use std::fs;
use std::net::{IpAddr, Ipv4Addr, Ipv6Addr};
use std::path::Path;

use ipnet::IpNet;
use tracing::{debug, warn};

use crate::error::{Result, ScanError};

/// Widest blocks (in host bits) that will be enumerated: a /8 for IPv4 and
/// a /112 for IPv6.
const MAX_V4_HOST_BITS: u8 = 24;
const MAX_V6_HOST_BITS: u8 = 16;

/// Host used when no source yields a target.
pub const DEFAULT_HOST: &str = "127.0.0.1";

/// Expand a CIDR block into its usable host addresses, ascending.
///
/// Blocks with more than two addresses lose their network and broadcast
/// addresses; /31 and /32 (and /127, /128) are returned whole.
pub fn expand_cidr(cidr: &str) -> Result<Vec<String>> {
    let input = cidr.trim();
    let net: IpNet = input.parse().map_err(|e| ScanError::cidr(input, e))?;

    let mut ips: Vec<String> = match net {
        IpNet::V4(n4) => {
            if 32 - n4.prefix_len() > MAX_V4_HOST_BITS {
                return Err(too_large(input, 32 - MAX_V4_HOST_BITS));
            }
            let start = u32::from(n4.network());
            let end = u32::from(n4.broadcast());
            (start..=end).map(|n| Ipv4Addr::from(n).to_string()).collect()
        }
        IpNet::V6(n6) => {
            if 128 - n6.prefix_len() > MAX_V6_HOST_BITS {
                return Err(too_large(input, 128 - MAX_V6_HOST_BITS));
            }
            let start = u128::from(n6.network());
            let end = u128::from(n6.broadcast());
            (start..=end).map(|n| Ipv6Addr::from(n).to_string()).collect()
        }
    };

    if ips.len() > 2 {
        ips.pop();
        ips.remove(0);
    }
    Ok(ips)
}

fn too_large(input: &str, min_prefix: u8) -> ScanError {
    ScanError::cidr(
        input,
        format!("block too large to enumerate (shortest allowed prefix is /{min_prefix})"),
    )
}

/// Read a line-oriented target file.
///
/// Lines are trimmed; blank lines and lines starting with `#` are skipped.
pub fn read_lines(path: impl AsRef<Path>) -> Result<Vec<String>> {
    let path = path.as_ref();
    let content = fs::read_to_string(path).map_err(|source| ScanError::Io {
        path: path.to_path_buf(),
        source,
    })?;
    Ok(parse_lines(&content))
}

fn parse_lines(content: &str) -> Vec<String> {
    content
        .lines()
        .map(str::trim)
        .filter(|line| !line.is_empty() && !line.starts_with('#'))
        .map(String::from)
        .collect()
}

/// Ordered list of hosts to probe. Duplicates are kept.
#[derive(Debug, Clone, Default, PartialEq, Eq)]
pub struct HostSet(Vec<String>);

impl HostSet {
    pub fn new(hosts: Vec<String>) -> Self {
        Self(hosts)
    }

    /// Assemble hosts from an explicit host, a hosts file and a CIDR file,
    /// in that order. Unreadable files are fatal; malformed CIDR entries are
    /// logged and skipped. Falls back to the loopback address when empty.
    pub fn from_sources(
        host: Option<&str>,
        hosts_file: Option<&Path>,
        cidr_file: Option<&Path>,
    ) -> Result<Self> {
        let mut hosts = Vec::new();

        if let Some(h) = host.map(str::trim).filter(|h| !h.is_empty()) {
            hosts.push(h.to_string());
        }

        if let Some(path) = hosts_file {
            let listed = read_lines(path)?;
            debug!(path = %path.display(), count = listed.len(), "loaded hosts file");
            hosts.extend(listed);
        }

        if let Some(path) = cidr_file {
            for cidr in read_lines(path)? {
                match expand_cidr(&cidr) {
                    Ok(ips) => {
                        debug!(%cidr, count = ips.len(), "expanded CIDR");
                        hosts.extend(ips);
                    }
                    Err(e) => warn!("skipping CIDR entry: {e}"),
                }
            }
        }

        if hosts.is_empty() {
            hosts.push(DEFAULT_HOST.to_string());
        }
        Ok(Self(hosts))
    }

    pub fn len(&self) -> usize {
        self.0.len()
    }

    pub fn is_empty(&self) -> bool {
        self.0.is_empty()
    }

    pub fn iter(&self) -> impl Iterator<Item = &str> {
        self.0.iter().map(String::as_str)
    }
}

/// Format `host:port`, bracketing IPv6 literals.
pub fn join_host_port(host: &str, port: u16) -> String {
    match host.parse::<IpAddr>() {
        Ok(IpAddr::V6(_)) => format!("[{host}]:{port}"),
        _ => format!("{host}:{port}"),
    }
}
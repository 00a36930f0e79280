use std::fmt;
use std::sync::{Mutex, PoisonError};
use std::time::{Duration, Instant};

#[derive(Debug, Default)]
struct Counters {
    scanned: u64,
    open: u64,
}

/// Counters shared by every worker and the progress reporter for one run.
///
/// Both counters sit behind one lock so a snapshot never sees an open count
/// from a later point than its scanned count.
#[derive(Debug)]
pub struct ScanStats {
    counters: Mutex<Counters>,
    started: Instant,
}

/// Point-in-time copy of [`ScanStats`].
#[derive(Debug, Clone, Copy, PartialEq, Eq)]
pub struct StatsSnapshot {
    pub scanned: u64,
    pub open: u64,
    pub elapsed: Duration,
}

impl ScanStats {
    pub fn new() -> Self {
        Self {
            counters: Mutex::new(Counters::default()),
            started: Instant::now(),
        }
    }

    /// Count one finished job, open or not.
    pub fn record_attempt(&self) {
        self.lock().scanned += 1;
    }

    pub fn record_open(&self) {
        self.lock().open += 1;
    }

    pub fn snapshot(&self) -> StatsSnapshot {
        let c = self.lock();
        StatsSnapshot {
            scanned: c.scanned,
            open: c.open,
            elapsed: self.started.elapsed(),
        }
    }

    fn lock(&self) -> std::sync::MutexGuard<'_, Counters> {
        // Counters stay consistent even if a holder panicked mid-increment.
        self.counters.lock().unwrap_or_else(PoisonError::into_inner)
    }
}

impl Default for ScanStats {
    fn default() -> Self {
        Self::new()
    }
}

/// Progress derived from a snapshot and the total job count.
#[derive(Debug, Clone, Copy, PartialEq)]
pub struct Progress {
    pub scanned: u64,
    pub total: u64,
    pub open: u64,
    pub percent: f64,
    /// Ports per second; zero until anything has been measured.
    pub rate: f64,
    /// `None` while the rate is still unknown.
    pub eta: Option<Duration>,
}

impl Progress {
    pub fn compute(snapshot: &StatsSnapshot, total: u64) -> Self {
        let secs = snapshot.elapsed.as_secs_f64();
        let percent = if total == 0 {
            0.0
        } else {
            snapshot.scanned as f64 * 100.0 / total as f64
        };
        let rate = if secs > 0.0 {
            snapshot.scanned as f64 / secs
        } else {
            0.0
        };
        let eta = (rate > 0.0).then(|| {
            let remaining = total.saturating_sub(snapshot.scanned) as f64;
            Duration::from_secs_f64(remaining / rate)
        });

        Self {
            scanned: snapshot.scanned,
            total,
            open: snapshot.open,
            percent,
            rate,
            eta,
        }
    }
}

impl fmt::Display for Progress {
    fn fmt(&self, f: &mut fmt::Formatter<'_>) -> fmt::Result {
        write!(
            f,
            "[Progress] {:.2}% | Scanned: {}/{} | Open: {} | Rate: {:.0}/s | ETA: ",
            self.percent, self.scanned, self.total, self.open, self.rate
        )?;
        match self.eta {
            Some(eta) => write!(f, "{}", HumanDuration(eta)),
            None => f.write_str("unknown"),
        }
    }
}

/// Whole-second duration such as `1h2m5s`, `3m0s` or `42s`.
#[derive(Debug, Clone, Copy)]
pub struct HumanDuration(pub Duration);

impl fmt::Display for HumanDuration {
    fn fmt(&self, f: &mut fmt::Formatter<'_>) -> fmt::Result {
        let total = self.0.as_secs_f64().round() as u64;
        let (h, m, s) = (total / 3600, (total % 3600) / 60, total % 60);
        if h > 0 {
            write!(f, "{h}h{m}m{s}s")
        } else if m > 0 {
            write!(f, "{m}m{s}s")
        } else {
            write!(f, "{s}s")
        }
    }
}

#[cfg(test)]
mod tests {
    use super::*;
    use std::sync::Arc;

    fn snap(scanned: u64, open: u64, elapsed: Duration) -> StatsSnapshot {
        StatsSnapshot {
            scanned,
            open,
            elapsed,
        }
    }

    #[test]
    fn counters_accumulate() {
        let stats = ScanStats::new();
        stats.record_attempt();
        stats.record_attempt();
        stats.record_open();
        let s = stats.snapshot();
        assert_eq!((s.scanned, s.open), (2, 1));
    }

    #[test]
    fn concurrent_updates_are_not_lost() {
        let stats = Arc::new(ScanStats::new());
        let handles: Vec<_> = (0..8)
            .map(|_| {
                let stats = stats.clone();
                std::thread::spawn(move || {
                    for i in 0..1000 {
                        stats.record_attempt();
                        if i % 10 == 0 {
                            stats.record_open();
                        }
                    }
                })
            })
            .collect();
        for h in handles {
            h.join().unwrap();
        }
        let s = stats.snapshot();
        assert_eq!(s.scanned, 8000);
        assert_eq!(s.open, 800);
    }

    #[test]
    fn elapsed_is_recomputed() {
        let stats = ScanStats::new();
        let first = stats.snapshot().elapsed;
        std::thread::sleep(Duration::from_millis(5));
        assert!(stats.snapshot().elapsed > first);
    }

    #[test]
    fn zero_elapsed_has_no_rate_or_eta() {
        let p = Progress::compute(&snap(0, 0, Duration::ZERO), 100);
        assert_eq!(p.percent, 0.0);
        assert_eq!(p.rate, 0.0);
        assert_eq!(p.eta, None);
        assert!(p.to_string().ends_with("ETA: unknown"));
    }

    #[test]
    fn zero_total_is_tolerated() {
        let p = Progress::compute(&snap(0, 0, Duration::from_secs(1)), 0);
        assert_eq!(p.percent, 0.0);
        assert_eq!(p.eta, None);
    }

    #[test]
    fn rate_and_eta() {
        let p = Progress::compute(&snap(50, 2, Duration::from_secs(10)), 100);
        assert_eq!(p.percent, 50.0);
        assert_eq!(p.rate, 5.0);
        assert_eq!(p.eta, Some(Duration::from_secs(10)));
        assert_eq!(
            p.to_string(),
            "[Progress] 50.00% | Scanned: 50/100 | Open: 2 | Rate: 5/s | ETA: 10s"
        );
    }

    #[test]
    fn human_duration_format() {
        assert_eq!(HumanDuration(Duration::ZERO).to_string(), "0s");
        assert_eq!(HumanDuration(Duration::from_millis(1600)).to_string(), "2s");
        assert_eq!(HumanDuration(Duration::from_secs(65)).to_string(), "1m5s");
        assert_eq!(HumanDuration(Duration::from_secs(3725)).to_string(), "1h2m5s");
    }
}
//! Destinations for live scan output.
use std::fs::File;
use std::io::{self, LineWriter, Write};
use std::path::{Path, PathBuf};
use std::sync::{Mutex, PoisonError};

use tracing::warn;

use crate::error::{Result, ScanError};
use crate::stats::Progress;
use crate::types::OpenPort;

/// Receives open ports as they are found and periodic progress.
///
/// Called from many workers at once; implementations must write each event
/// as one unit.
pub trait ReportSink: Send + Sync {
    fn open_port(&self, port: &OpenPort);
    fn progress(&self, progress: &Progress);
}

/// Prints to stdout and optionally mirrors open ports into a result file.
#[derive(Debug, Default)]
pub struct ConsoleSink {
    file: Option<(PathBuf, Mutex<LineWriter<File>>)>,
}

impl ConsoleSink {
    pub fn new() -> Self {
        Self::default()
    }

    /// Create (truncating) the result file. Failure is fatal to the run.
    pub fn with_file(path: impl AsRef<Path>) -> Result<Self> {
        let path = path.as_ref();
        let file = File::create(path).map_err(|source| ScanError::Io {
            path: path.to_path_buf(),
            source,
        })?;
        Ok(Self {
            file: Some((path.to_path_buf(), Mutex::new(LineWriter::new(file)))),
        })
    }

    pub fn file_path(&self) -> Option<&Path> {
        self.file.as_ref().map(|(p, _)| p.as_path())
    }

    fn print_line(line: &str) {
        // A locked stdout keeps lines from different workers intact.
        let mut out = io::stdout().lock();
        let _ = writeln!(out, "{line}");
    }
}

impl ReportSink for ConsoleSink {
    fn open_port(&self, port: &OpenPort) {
        let line = port.to_string();
        Self::print_line(&line);
        if let Some((path, file)) = &self.file {
            let mut w = file.lock().unwrap_or_else(PoisonError::into_inner);
            if let Err(e) = writeln!(w, "{line}") {
                warn!(path = %path.display(), error = %e, "failed to write result");
            }
        }
    }

    fn progress(&self, progress: &Progress) {
        Self::print_line(&progress.to_string());
    }
}
use std::fmt;
use std::sync::Arc;
use std::time::Duration;

use serde::{Deserialize, Serialize};

use crate::stats::HumanDuration;
use crate::targets::join_host_port;

/// One (host, port) pair to probe. The host string is shared by all jobs
/// generated for it.
#[derive(Debug, Clone, PartialEq, Eq, Hash)]
pub struct ScanJob {
    pub host: Arc<str>,
    pub port: u16,
}

/// Result of probing one job after its retry budget.
#[derive(Debug, Clone, PartialEq, Eq)]
pub struct ScanOutcome {
    pub job: ScanJob,
    pub open: bool,
}

/// An open port as reported to the user.
#[derive(Serialize, Deserialize, Debug, Clone, PartialEq, Eq, Hash, PartialOrd, Ord)]
pub struct OpenPort {
    /// Resolved address of the job host, or the host as given.
    pub address: String,
    pub port: u16,
}

impl fmt::Display for OpenPort {
    fn fmt(&self, f: &mut fmt::Formatter<'_>) -> fmt::Result {
        write!(f, "{} open", join_host_port(&self.address, self.port))
    }
}

/// Aggregate figures for a finished run.
#[derive(Serialize, Deserialize, Debug, Clone, PartialEq)]
pub struct ScanSummary {
    pub total_jobs: u64,
    pub scanned: u64,
    pub open: u64,
    pub elapsed_ms: u64,
    /// Average ports per second over the whole run.
    pub rate: f64,
}

impl ScanSummary {
    pub fn new(total_jobs: u64, scanned: u64, open: u64, elapsed: Duration) -> Self {
        let secs = elapsed.as_secs_f64();
        Self {
            total_jobs,
            scanned,
            open,
            elapsed_ms: elapsed.as_millis() as u64,
            rate: if secs > 0.0 { scanned as f64 / secs } else { 0.0 },
        }
    }

    pub fn elapsed(&self) -> Duration {
        Duration::from_millis(self.elapsed_ms)
    }
}

impl fmt::Display for ScanSummary {
    fn fmt(&self, f: &mut fmt::Formatter<'_>) -> fmt::Result {
        writeln!(f, "=== Scan Complete ===")?;
        writeln!(f, "Total scanned: {}", self.scanned)?;
        writeln!(f, "Open ports found: {}", self.open)?;
        writeln!(f, "Time elapsed: {}", HumanDuration(self.elapsed()))?;
        write!(f, "Average rate: {:.0} ports/second", self.rate)
    }
}

#[cfg(test)]
mod tests {
    use super::*;

    #[test]
    fn open_port_line() {
        let v4 = OpenPort {
            address: "10.0.0.5".into(),
            port: 22,
        };
        let v6 = OpenPort {
            address: "::1".into(),
            port: 8080,
        };
        assert_eq!(v4.to_string(), "10.0.0.5:22 open");
        assert_eq!(v6.to_string(), "[::1]:8080 open");
    }

    #[test]
    fn summary_rate_handles_zero_elapsed() {
        let s = ScanSummary::new(0, 0, 0, Duration::ZERO);
        assert_eq!(s.rate, 0.0);
        let s = ScanSummary::new(10, 10, 1, Duration::from_secs(2));
        assert_eq!(s.rate, 5.0);
        assert!(s.to_string().contains("Average rate: 5 ports/second"));
    }

    #[test]
    fn summary_serializes() {
        let s = ScanSummary::new(4, 4, 1, Duration::from_millis(1500));
        let json = serde_json::to_value(&s).unwrap();
        assert_eq!(json["total_jobs"], 4);
        assert_eq!(json["elapsed_ms"], 1500);
    }
}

■ **Problem requirements**
Using the listing above, return word for word each line from the one that has "#[derive(Debug, Clone, Default, PartialEq, Eq)]" through the one that has "if let Some(path) = cidr_file", and no line outside that range.

■ **Result of the task**
#[derive(Debug, Clone, Default, PartialEq, Eq)]
pub struct HostSet(Vec<String>);

impl HostSet {
    pub fn new(hosts: Vec<String>) -> Self {
        Self(hosts)
    }

    /// Assemble hosts from an explicit host, a hosts file and a CIDR file,
    /// in that order. Unreadable files are fatal; malformed CIDR entries are
    /// logged and skipped. Falls back to the loopback address when empty.
    pub fn from_sources(
        host: Option<&str>,
        hosts_file: Option<&Path>,
        cidr_file: Option<&Path>,
    ) -> Result<Self> {
        let mut hosts = Vec::new();

        if let Some(h) = host.map(str::trim).filter(|h| !h.is_empty()) {
            hosts.push(h.to_string());
        }

        if let Some(path) = hosts_file {
            let listed = read_lines(path)?;
            debug!(path = %path.display(), count = listed.len(), "loaded hosts file");
            hosts.extend(listed);
        }

        if let Some(path) = cidr_file {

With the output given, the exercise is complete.